Look at every line of the material and count the ones holding the word "handling". The answer is the number only.

***** Supplied information

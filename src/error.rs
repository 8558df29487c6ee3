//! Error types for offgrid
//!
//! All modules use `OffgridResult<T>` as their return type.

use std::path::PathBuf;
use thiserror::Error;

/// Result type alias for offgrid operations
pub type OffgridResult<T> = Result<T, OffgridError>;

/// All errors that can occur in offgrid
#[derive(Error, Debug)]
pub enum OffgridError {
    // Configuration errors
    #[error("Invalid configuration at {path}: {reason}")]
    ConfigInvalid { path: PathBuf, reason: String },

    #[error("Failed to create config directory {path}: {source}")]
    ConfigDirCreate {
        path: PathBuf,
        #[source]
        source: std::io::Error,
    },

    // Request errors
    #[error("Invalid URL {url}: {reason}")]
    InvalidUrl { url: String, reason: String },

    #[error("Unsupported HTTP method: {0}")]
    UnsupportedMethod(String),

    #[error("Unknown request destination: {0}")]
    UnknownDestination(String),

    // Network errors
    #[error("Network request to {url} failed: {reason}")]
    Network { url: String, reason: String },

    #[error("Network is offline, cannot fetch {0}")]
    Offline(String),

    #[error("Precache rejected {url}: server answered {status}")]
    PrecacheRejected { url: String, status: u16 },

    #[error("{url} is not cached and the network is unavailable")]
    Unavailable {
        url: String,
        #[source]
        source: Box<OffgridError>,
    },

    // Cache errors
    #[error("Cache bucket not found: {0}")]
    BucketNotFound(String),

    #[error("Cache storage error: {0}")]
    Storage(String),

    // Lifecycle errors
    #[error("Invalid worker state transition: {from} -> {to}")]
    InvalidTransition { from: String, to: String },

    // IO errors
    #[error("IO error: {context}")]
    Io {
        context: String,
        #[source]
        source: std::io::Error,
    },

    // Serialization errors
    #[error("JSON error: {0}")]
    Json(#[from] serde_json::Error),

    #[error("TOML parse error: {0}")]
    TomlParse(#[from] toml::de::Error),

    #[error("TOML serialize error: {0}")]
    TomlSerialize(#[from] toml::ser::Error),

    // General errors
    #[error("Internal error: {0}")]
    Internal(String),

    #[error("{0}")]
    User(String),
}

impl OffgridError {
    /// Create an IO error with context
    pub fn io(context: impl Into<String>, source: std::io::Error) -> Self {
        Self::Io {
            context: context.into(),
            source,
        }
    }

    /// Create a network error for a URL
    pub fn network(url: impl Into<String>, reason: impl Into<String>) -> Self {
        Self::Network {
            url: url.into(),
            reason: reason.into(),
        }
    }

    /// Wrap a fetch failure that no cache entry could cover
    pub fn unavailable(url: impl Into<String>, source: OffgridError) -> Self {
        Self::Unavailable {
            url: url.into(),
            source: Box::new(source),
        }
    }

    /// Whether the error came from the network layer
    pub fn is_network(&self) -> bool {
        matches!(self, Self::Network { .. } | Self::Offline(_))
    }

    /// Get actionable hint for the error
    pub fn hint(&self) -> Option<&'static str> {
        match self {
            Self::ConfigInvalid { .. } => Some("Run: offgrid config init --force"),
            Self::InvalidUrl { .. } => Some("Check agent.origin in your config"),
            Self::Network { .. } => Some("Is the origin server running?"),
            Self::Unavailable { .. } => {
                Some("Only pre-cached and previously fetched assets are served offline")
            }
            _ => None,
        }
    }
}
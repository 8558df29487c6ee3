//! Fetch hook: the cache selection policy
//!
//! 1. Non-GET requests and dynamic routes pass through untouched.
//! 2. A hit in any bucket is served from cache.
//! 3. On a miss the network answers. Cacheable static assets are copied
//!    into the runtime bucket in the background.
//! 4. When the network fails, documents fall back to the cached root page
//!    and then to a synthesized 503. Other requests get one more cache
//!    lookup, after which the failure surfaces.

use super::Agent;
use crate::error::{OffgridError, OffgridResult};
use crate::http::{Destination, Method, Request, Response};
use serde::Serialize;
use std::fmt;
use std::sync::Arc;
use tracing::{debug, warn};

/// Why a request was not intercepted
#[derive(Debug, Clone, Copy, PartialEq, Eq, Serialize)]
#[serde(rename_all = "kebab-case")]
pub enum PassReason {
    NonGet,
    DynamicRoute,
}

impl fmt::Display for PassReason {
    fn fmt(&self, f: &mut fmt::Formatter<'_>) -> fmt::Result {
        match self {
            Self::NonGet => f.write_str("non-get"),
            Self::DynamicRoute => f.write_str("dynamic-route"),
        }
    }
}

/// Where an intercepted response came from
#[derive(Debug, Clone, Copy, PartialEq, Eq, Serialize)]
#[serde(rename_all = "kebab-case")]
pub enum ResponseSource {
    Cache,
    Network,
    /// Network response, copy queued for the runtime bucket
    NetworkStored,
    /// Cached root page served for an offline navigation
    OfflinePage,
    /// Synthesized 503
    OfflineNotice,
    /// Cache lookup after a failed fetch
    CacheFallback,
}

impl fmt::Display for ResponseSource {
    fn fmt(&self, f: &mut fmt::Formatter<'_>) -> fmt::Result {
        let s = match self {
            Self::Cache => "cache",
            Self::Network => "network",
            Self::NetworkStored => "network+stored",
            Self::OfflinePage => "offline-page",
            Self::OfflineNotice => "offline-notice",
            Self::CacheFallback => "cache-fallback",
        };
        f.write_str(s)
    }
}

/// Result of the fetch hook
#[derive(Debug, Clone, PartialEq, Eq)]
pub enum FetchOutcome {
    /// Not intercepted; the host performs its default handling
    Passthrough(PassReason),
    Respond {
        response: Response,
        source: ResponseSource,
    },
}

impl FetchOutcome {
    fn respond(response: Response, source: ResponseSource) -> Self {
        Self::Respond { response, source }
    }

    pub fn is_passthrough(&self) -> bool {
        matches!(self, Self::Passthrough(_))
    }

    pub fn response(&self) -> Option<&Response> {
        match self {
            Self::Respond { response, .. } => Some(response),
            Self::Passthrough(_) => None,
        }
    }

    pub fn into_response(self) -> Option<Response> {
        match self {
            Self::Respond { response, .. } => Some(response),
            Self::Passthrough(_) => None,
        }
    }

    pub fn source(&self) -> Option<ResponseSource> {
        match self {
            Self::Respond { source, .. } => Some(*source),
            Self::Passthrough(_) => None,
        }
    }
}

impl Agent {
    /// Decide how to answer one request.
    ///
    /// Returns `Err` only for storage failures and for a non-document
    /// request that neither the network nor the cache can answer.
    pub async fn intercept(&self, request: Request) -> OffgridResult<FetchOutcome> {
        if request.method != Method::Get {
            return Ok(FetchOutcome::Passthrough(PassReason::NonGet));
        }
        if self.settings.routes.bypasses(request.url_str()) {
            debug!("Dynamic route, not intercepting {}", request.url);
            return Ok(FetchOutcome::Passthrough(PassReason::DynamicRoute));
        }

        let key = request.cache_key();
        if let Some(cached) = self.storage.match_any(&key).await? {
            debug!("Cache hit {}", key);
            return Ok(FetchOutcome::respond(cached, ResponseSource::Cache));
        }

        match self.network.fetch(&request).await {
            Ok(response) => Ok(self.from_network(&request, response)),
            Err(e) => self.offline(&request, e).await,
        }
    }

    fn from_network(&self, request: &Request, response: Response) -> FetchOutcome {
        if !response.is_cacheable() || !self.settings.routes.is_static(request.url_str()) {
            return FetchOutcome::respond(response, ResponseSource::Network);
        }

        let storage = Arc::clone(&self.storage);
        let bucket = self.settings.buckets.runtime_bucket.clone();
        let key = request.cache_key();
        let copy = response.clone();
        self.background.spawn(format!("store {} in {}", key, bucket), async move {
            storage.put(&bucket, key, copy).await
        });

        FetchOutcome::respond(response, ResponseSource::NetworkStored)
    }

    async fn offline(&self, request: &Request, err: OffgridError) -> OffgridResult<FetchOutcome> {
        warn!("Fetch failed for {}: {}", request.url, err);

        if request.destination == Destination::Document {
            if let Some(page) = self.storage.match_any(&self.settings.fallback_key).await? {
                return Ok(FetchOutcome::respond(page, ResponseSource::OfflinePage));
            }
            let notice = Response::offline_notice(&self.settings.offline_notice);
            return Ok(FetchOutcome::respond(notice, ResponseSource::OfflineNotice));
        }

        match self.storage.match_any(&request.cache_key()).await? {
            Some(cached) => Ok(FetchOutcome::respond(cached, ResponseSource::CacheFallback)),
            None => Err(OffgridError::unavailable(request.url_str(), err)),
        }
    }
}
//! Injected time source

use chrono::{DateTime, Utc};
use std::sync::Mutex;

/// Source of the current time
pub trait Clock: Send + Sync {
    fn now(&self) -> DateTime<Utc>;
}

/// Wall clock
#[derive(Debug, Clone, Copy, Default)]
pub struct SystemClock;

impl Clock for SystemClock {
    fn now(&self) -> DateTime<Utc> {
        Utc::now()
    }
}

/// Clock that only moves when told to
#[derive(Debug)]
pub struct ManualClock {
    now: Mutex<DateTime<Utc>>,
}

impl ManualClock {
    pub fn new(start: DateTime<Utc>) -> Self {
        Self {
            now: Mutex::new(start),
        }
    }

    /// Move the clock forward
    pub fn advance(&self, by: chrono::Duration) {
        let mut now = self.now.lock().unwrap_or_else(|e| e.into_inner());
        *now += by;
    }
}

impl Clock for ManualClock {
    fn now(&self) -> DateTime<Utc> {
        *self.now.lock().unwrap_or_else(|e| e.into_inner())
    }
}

**********
***** Supplied information

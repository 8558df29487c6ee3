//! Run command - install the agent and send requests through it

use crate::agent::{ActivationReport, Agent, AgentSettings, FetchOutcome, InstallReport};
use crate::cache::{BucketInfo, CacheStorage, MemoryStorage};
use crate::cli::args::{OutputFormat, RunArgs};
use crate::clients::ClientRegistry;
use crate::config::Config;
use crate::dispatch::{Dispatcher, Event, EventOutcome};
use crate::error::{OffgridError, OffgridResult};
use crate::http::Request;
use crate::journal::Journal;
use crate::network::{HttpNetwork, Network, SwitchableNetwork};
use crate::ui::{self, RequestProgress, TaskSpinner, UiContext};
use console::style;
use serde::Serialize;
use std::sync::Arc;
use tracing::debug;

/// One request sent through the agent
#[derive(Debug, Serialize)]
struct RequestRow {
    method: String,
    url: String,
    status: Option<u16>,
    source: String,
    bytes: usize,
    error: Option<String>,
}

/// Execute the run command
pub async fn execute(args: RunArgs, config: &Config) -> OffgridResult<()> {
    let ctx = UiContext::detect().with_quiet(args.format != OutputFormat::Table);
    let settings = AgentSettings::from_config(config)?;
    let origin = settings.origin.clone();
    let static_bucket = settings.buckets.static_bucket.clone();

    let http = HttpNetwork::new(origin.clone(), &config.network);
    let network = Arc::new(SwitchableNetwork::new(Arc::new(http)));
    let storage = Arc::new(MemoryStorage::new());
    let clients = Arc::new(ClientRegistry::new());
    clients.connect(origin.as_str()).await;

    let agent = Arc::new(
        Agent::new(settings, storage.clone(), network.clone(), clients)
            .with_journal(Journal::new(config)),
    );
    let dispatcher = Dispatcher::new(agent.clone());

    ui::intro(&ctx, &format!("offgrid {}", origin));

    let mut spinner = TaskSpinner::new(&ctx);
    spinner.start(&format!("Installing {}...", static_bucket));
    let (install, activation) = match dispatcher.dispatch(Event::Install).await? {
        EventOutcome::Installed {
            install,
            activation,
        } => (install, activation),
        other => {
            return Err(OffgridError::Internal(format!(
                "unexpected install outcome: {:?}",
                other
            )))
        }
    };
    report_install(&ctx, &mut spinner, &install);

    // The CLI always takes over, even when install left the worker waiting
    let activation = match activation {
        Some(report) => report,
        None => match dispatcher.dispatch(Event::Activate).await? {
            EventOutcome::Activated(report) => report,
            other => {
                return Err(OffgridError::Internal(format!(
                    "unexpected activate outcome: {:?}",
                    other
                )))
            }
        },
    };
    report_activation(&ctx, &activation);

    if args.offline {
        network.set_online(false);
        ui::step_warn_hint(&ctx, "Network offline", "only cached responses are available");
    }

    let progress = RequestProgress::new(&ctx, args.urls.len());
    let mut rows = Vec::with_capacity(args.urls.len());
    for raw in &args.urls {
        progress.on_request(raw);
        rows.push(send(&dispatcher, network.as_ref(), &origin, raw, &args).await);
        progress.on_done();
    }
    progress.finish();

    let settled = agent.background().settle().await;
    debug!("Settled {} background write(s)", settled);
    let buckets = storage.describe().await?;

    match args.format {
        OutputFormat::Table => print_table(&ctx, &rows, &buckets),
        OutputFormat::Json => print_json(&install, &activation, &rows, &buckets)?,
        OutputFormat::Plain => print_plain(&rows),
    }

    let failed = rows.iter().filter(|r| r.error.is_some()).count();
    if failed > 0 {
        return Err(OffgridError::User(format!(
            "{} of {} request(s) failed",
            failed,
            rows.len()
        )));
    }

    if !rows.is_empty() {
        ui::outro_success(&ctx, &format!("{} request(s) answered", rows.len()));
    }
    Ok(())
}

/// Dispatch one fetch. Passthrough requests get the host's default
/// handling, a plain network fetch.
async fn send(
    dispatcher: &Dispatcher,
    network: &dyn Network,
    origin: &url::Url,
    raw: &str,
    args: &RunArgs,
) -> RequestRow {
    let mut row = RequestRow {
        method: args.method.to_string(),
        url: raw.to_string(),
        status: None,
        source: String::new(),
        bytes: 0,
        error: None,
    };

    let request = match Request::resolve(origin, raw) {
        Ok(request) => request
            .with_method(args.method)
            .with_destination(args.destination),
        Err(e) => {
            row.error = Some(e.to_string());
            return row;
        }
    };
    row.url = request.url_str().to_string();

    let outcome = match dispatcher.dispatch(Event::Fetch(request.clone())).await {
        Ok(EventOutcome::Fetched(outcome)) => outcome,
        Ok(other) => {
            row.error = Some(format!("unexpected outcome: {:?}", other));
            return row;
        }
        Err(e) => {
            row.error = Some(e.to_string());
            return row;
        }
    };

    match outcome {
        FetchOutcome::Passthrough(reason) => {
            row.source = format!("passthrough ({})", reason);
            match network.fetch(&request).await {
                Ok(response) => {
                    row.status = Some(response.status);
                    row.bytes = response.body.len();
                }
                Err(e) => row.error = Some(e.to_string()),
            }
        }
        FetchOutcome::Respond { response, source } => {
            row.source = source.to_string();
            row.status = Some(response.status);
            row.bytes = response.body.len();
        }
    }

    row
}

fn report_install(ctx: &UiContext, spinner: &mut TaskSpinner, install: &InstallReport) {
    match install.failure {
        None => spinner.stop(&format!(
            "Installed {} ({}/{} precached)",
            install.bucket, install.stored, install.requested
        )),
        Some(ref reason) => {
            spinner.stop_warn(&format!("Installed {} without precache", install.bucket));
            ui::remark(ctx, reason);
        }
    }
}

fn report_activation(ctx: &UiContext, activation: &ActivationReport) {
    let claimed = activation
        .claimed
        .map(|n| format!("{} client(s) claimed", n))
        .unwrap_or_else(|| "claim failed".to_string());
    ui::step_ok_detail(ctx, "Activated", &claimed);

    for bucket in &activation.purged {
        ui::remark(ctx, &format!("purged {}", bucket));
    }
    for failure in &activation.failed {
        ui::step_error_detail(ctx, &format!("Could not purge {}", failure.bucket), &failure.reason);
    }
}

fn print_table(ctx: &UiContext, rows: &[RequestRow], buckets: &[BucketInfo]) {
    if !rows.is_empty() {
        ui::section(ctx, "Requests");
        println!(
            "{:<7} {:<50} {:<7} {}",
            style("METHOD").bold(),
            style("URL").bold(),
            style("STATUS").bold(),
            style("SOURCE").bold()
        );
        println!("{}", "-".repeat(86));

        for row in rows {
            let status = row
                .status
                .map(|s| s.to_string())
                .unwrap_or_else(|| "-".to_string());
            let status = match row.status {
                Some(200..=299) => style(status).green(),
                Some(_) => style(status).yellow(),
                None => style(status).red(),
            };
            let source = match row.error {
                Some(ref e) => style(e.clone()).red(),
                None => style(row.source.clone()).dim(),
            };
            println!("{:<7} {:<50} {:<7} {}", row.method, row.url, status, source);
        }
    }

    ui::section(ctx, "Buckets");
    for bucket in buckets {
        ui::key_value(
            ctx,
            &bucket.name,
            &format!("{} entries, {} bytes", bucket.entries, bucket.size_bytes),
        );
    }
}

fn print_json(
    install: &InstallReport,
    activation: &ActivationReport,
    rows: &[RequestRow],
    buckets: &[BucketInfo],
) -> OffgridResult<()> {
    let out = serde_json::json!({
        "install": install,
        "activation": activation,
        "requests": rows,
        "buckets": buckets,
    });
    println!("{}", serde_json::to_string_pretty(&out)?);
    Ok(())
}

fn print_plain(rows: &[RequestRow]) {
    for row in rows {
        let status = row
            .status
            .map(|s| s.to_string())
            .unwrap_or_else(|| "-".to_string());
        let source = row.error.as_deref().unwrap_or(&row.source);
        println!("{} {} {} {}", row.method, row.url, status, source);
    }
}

**********

Completed exercise
2